But the thing is, that 15+ years later, at 46, what I am is authentically me. Or the most authentically me I have ever been. I feel so much more confident, beautiful, sexy, sure, secure, and comfortable. That was 15+ years of making amends, changing behaviors and setting boundaries, loving myself and learning to love others as they were. And yet, nobody has rushed into traffic to get my phone number in many years. Which seems a shame really. I mean, I’m married, so I would refuse anyway, but I’m way more appealing now than I was teetering on my hot girl fawn legs.

I’m not saying I’m not a beautiful woman. I am. I know it. I enjoy it. But beauty without youth is not as in demand. And frankly, that’s a relief. But also, a pity. You clearly don’t know what you’re missing.

Gross sack of meat grace

When I was fat, I used to relate to my body as if it were not really me. Like it was the loaner car the dealer gave me while my real one was in the shop. In my mind I was my mind. I was my thoughts and feelings and words. I loved being my words! But I hated my body and I didn’t like to think about it. I tried to both disassociate, and dissociate myself from it.

But when I got my eating under control, I could not do that anymore. I could not get numb enough without my drug foods to not experience my body. It was right there. And it was yelling at me that it was me and I was it. So I had to change the way I dealt with it, thought about it, talked about it, talked *to* it, treated it.

When I was in my early thirties, I danced with a modern company in Brooklyn. And one day one of my fellow dancers, also 30ish at the time sighed and lamented “remember when you were 16 and your body was perfect and the world was yours?” And I laughed because no. At 16 I was worried about who was climbing the stairs behind me and how big they thought my ass was. (And not in a good way, like now.)

But one advantage I think I got from having my story be my story, is that I know how to deal with a changing body with grace. And I have the lived experience of getting better, not worse, with age. I am not talking about my weight. Since I put boundaries around my eating, I have been chubby and I have been skinny, but I have still consistently been getting fitter, stronger, and more physically attractive (at least to myself!)

I feel (I probably really am) stronger at 46 than even at 30, dancing on stage and throwing around and catching the smaller girls. I think I get better with age because I am constantly learning to be more myself. To settle further down into my most authentic self, and settle ever more comfortably into this fascinating machine/gross sack of meat.
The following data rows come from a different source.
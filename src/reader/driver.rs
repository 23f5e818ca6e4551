//! 并行分块读取驱动
//!
//! 核心流水线：工作线程动态领取块号，各自推测解析，然后按块号顺序进入
//! 提交区对账边界、扩容输出并发布行数。提交区内的任何状态只由当前提交
//! 线程修改，因此无需额外同步即可保证一致快照。

use crate::columns::ColumnStore;
use crate::config::ReadOptions;
use crate::error::{ReadError, Result};
use crate::reader::chunks::{ChunkCoordinates, ChunkPlan};
use crate::reader::context::{ContextFactory, ParseContext};
use crate::reader::latch::ExceptionLatch;
use crate::reader::progress::{ProgressSink, ProgressStatus};
use std::sync::atomic::{AtomicBool, AtomicUsize, Ordering};
use std::sync::{Arc, Condvar, Mutex, RwLock};
use std::thread;
use std::time::{Duration, Instant};

/// 输入超过此字节数时立即显示进度，不等启动延迟
const PROGRESS_IMMEDIATE_BYTES: usize = 1 << 28;
/// 小文件的进度条启动延迟：避免为瞬间完成的读取闪现进度
const PROGRESS_STARTUP_DELAY: Duration = Duration::from_millis(750);
/// 每次重分配至少增加的行数
const REALLOC_MIN_STEP: u64 = 1024;
/// 按剩余块数外推需求时的安全系数
const REALLOC_HEADROOM: f64 = 1.2;

/// 一次读取的统计摘要
#[derive(Debug, Clone)]
pub struct ReadSummary {
    /// 提交的总行数
    pub nrows: u64,
    /// 分块方案中的块数
    pub chunks: usize,
    /// 输出列重分配次数
    pub reallocs: usize,
    /// 边界对账触发的强制重解析次数
    pub reparses: usize,
    /// 总耗时
    pub elapsed: Duration,
}

/// 中断句柄
///
/// 可克隆后交给其他线程；调用 [`interrupt`](InterruptHandle::interrupt)
/// 后，工作线程会在下一个块边界停止，读取以 `ReadError::Interrupted` 结束。
/// 标志一经设置对后续的 `read_all` 调用同样生效。
#[derive(Debug, Clone, Default)]
pub struct InterruptHandle {
    flag: Arc<AtomicBool>,
}

impl InterruptHandle {
    pub fn new() -> Self {
        Self::default()
    }

    /// 请求中断读取
    pub fn interrupt(&self) {
        self.flag.store(true, Ordering::Release);
    }

    /// 是否已请求中断
    pub fn is_interrupted(&self) -> bool {
        self.flag.load(Ordering::Acquire)
    }
}

/// 驱动状态：规划发布前由主线程写入，此后仅在按序提交区内修改
#[derive(Debug)]
struct DriverState {
    /// 分块方案；工作线程在方案发布前等待
    plan: Option<ChunkPlan>,
    /// 下一个允许进入提交区的块号
    next_commit: usize,
    /// 最近一次成功提交的块终点（单调不减）
    last_chunk_end: usize,
    /// 已提交行数
    nrows_written: u64,
    /// 输出存储当前分配的行数
    nrows_allocated: u64,
    /// 重分配次数
    reallocs: usize,
    /// 强制重解析次数
    reparses: usize,
}

/// 并行分块读取器
///
/// 把 `[0, input_size)` 字节范围切块分发给工作线程，按输入顺序把解析出的
/// 行提交进列存储。`store` 外层的读写锁即重分配锁：`push_buffers` 持共享
/// 端写入已分配区间，容量增长持独占端调用 `set_nrows`。
pub struct ChunkedReader<S: ColumnStore, F: ContextFactory> {
    factory: F,
    store: RwLock<S>,
    options: ReadOptions,
    mean_line_len: f64,
    input_start: usize,
    input_end: usize,
    nrows_max: u64,
    state: Mutex<DriverState>,
    commit_cv: Condvar,
    latch: ExceptionLatch,
    interrupt: InterruptHandle,
    progress: Option<Box<dyn ProgressSink>>,
}
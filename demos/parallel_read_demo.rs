//! 并行读取演示
//!
//! 生成一段内存 CSV 数据，用多线程读进列存储，打印统计摘要。
//!
//! 运行：`cargo run --example parallel_read_demo`

use parcsv::prelude::*;

fn main() -> parcsv::Result<()> {
    #[cfg(feature = "logging")]
    parcsv::logging::init_default_logging().ok();

    // 生成 50 万行测试数据
    let mut input = String::new();
    for i in 0..500_000 {
        input.push_str(&format!("{i},name_{},{}.25\n", i % 1000, i % 37));
    }
    let schema =
        vec![ColumnType::Int64, ColumnType::Str, ColumnType::Float64];

    let (store, summary) = read_bytes(
        input.into_bytes(),
        &schema,
        CsvDialect::default(),
        false,
        ReadOptions::default(),
        20.0,
    )?;

    println!("读取完成:");
    println!("  行数       : {}", summary.nrows);
    println!("  块数       : {}", summary.chunks);
    println!("  重分配次数 : {}", summary.reallocs);
    println!("  重解析次数 : {}", summary.reparses);
    println!("  耗时       : {:?}", summary.elapsed);
    println!("  列数       : {}", store.ncols());

    Ok(())
}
Daily amends to this spectacular body

There is a concept I learned years ago that has changed the way I see the world and people. That when we, as individuals, do wrong by someone, we have one of two options: 1) we can acknowledge it and make amends, or 2) we can refuse to see our part in it, but then we *must* make the other person the bad guy in order to justify our wrongdoing.

I did this to my body for most of my young life. And what it meant was that I started to believe that my body was wrong, broken, evil. I hated it for being fat. I hated it for being ugly. I hated it for letting everyone see my “problems” instead of them being invisible like other addictions. My addiction was written all over my body and it was (and for the most part still is) totally acceptable to judge me for it and let me know that the mere existence of my body was unpalatable.

I often think that if I had not gotten down to a socially acceptable size through crazy and unsustainable eating and exercising practices, and then unsuccessfully tried my hand (and toothbrush) at bulimia, I would have probably just been fat, and angry at life, the universe, and everything about it for the rest of my days.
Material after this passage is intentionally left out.